▶ _Task brief_: Present the lines below again, exactly as they stand.

*** Opening of Data provided ***

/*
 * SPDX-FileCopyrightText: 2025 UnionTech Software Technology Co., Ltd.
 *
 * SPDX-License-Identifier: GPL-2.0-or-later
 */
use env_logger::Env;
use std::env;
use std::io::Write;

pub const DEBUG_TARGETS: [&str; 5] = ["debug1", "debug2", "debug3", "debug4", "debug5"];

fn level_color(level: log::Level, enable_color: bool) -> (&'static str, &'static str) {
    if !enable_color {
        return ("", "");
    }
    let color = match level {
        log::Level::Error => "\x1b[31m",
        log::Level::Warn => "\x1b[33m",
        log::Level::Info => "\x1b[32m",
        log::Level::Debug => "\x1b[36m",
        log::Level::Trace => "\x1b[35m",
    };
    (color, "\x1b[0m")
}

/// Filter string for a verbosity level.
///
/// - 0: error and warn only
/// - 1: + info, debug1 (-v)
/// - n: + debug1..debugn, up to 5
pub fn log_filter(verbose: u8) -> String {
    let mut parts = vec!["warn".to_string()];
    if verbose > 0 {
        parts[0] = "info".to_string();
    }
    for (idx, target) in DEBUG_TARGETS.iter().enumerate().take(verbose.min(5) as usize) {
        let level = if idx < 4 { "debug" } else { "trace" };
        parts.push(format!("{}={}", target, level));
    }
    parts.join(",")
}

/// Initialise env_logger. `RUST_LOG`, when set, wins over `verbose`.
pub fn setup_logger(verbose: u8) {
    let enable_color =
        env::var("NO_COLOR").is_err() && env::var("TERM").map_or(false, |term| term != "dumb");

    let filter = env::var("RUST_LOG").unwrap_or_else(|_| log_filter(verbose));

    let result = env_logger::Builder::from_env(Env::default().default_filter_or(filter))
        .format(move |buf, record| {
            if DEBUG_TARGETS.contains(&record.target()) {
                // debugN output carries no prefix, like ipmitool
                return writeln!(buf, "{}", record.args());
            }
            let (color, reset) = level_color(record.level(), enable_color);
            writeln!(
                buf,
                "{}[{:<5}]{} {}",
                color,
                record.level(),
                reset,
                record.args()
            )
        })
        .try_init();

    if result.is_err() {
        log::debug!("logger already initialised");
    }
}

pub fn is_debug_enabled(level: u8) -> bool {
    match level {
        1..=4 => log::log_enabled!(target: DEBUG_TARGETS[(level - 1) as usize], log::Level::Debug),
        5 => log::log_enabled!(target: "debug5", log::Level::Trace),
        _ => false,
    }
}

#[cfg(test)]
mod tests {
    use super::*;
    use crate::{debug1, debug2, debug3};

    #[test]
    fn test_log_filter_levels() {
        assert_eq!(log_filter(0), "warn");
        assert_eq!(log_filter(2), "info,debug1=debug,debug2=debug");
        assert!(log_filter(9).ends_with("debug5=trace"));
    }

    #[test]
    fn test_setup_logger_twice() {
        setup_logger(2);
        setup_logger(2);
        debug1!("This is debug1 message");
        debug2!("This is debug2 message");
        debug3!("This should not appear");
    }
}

*** Close of Data provided ***

▶ _Exercise result_:
/*
 * SPDX-FileCopyrightText: 2025 UnionTech Software Technology Co., Ltd.
 *
 * SPDX-License-Identifier: GPL-2.0-or-later
 */
use env_logger::Env;
use std::env;
use std::io::Write;

pub const DEBUG_TARGETS: [&str; 5] = ["debug1", "debug2", "debug3", "debug4", "debug5"];

fn level_color(level: log::Level, enable_color: bool) -> (&'static str, &'static str) {
    if !enable_color {
        return ("", "");
    }
    let color = match level {
        log::Level::Error => "\x1b[31m",
        log::Level::Warn => "\x1b[33m",
        log::Level::Info => "\x1b[32m",
        log::Level::Debug => "\x1b[36m",
        log::Level::Trace => "\x1b[35m",
    };
    (color, "\x1b[0m")
}

/// Filter string for a verbosity level.
///
/// - 0: error and warn only
/// - 1: + info, debug1 (-v)
/// - n: + debug1..debugn, up to 5
pub fn log_filter(verbose: u8) -> String {
    let mut parts = vec!["warn".to_string()];
    if verbose > 0 {
        parts[0] = "info".to_string();
    }
    for (idx, target) in DEBUG_TARGETS.iter().enumerate().take(verbose.min(5) as usize) {
        let level = if idx < 4 { "debug" } else { "trace" };
        parts.push(format!("{}={}", target, level));
    }
    parts.join(",")
}

/// Initialise env_logger. `RUST_LOG`, when set, wins over `verbose`.
pub fn setup_logger(verbose: u8) {
    let enable_color =
        env::var("NO_COLOR").is_err() && env::var("TERM").map_or(false, |term| term != "dumb");

    let filter = env::var("RUST_LOG").unwrap_or_else(|_| log_filter(verbose));

    let result = env_logger::Builder::from_env(Env::default().default_filter_or(filter))
        .format(move |buf, record| {
            if DEBUG_TARGETS.contains(&record.target()) {
                // debugN output carries no prefix, like ipmitool
                return writeln!(buf, "{}", record.args());
            }
            let (color, reset) = level_color(record.level(), enable_color);
            writeln!(
                buf,
                "{}[{:<5}]{} {}",
                color,
                record.level(),
                reset,
                record.args()
            )
        })
        .try_init();

    if result.is_err() {
        log::debug!("logger already initialised");
    }
}

pub fn is_debug_enabled(level: u8) -> bool {
    match level {
        1..=4 => log::log_enabled!(target: DEBUG_TARGETS[(level - 1) as usize], log::Level::Debug),
        5 => log::log_enabled!(target: "debug5", log::Level::Trace),
        _ => false,
    }
}

#[cfg(test)]
mod tests {
    use super::*;
    use crate::{debug1, debug2, debug3};

    #[test]
    fn test_log_filter_levels() {
        assert_eq!(log_filter(0), "warn");
        assert_eq!(log_filter(2), "info,debug1=debug,debug2=debug");
        assert!(log_filter(9).ends_with("debug5=trace"));
    }

    #[test]
    fn test_setup_logger_twice() {
        setup_logger(2);
        setup_logger(2);
        debug1!("This is debug1 message");
        debug2!("This is debug2 message");
        debug3!("This should not appear");
    }
}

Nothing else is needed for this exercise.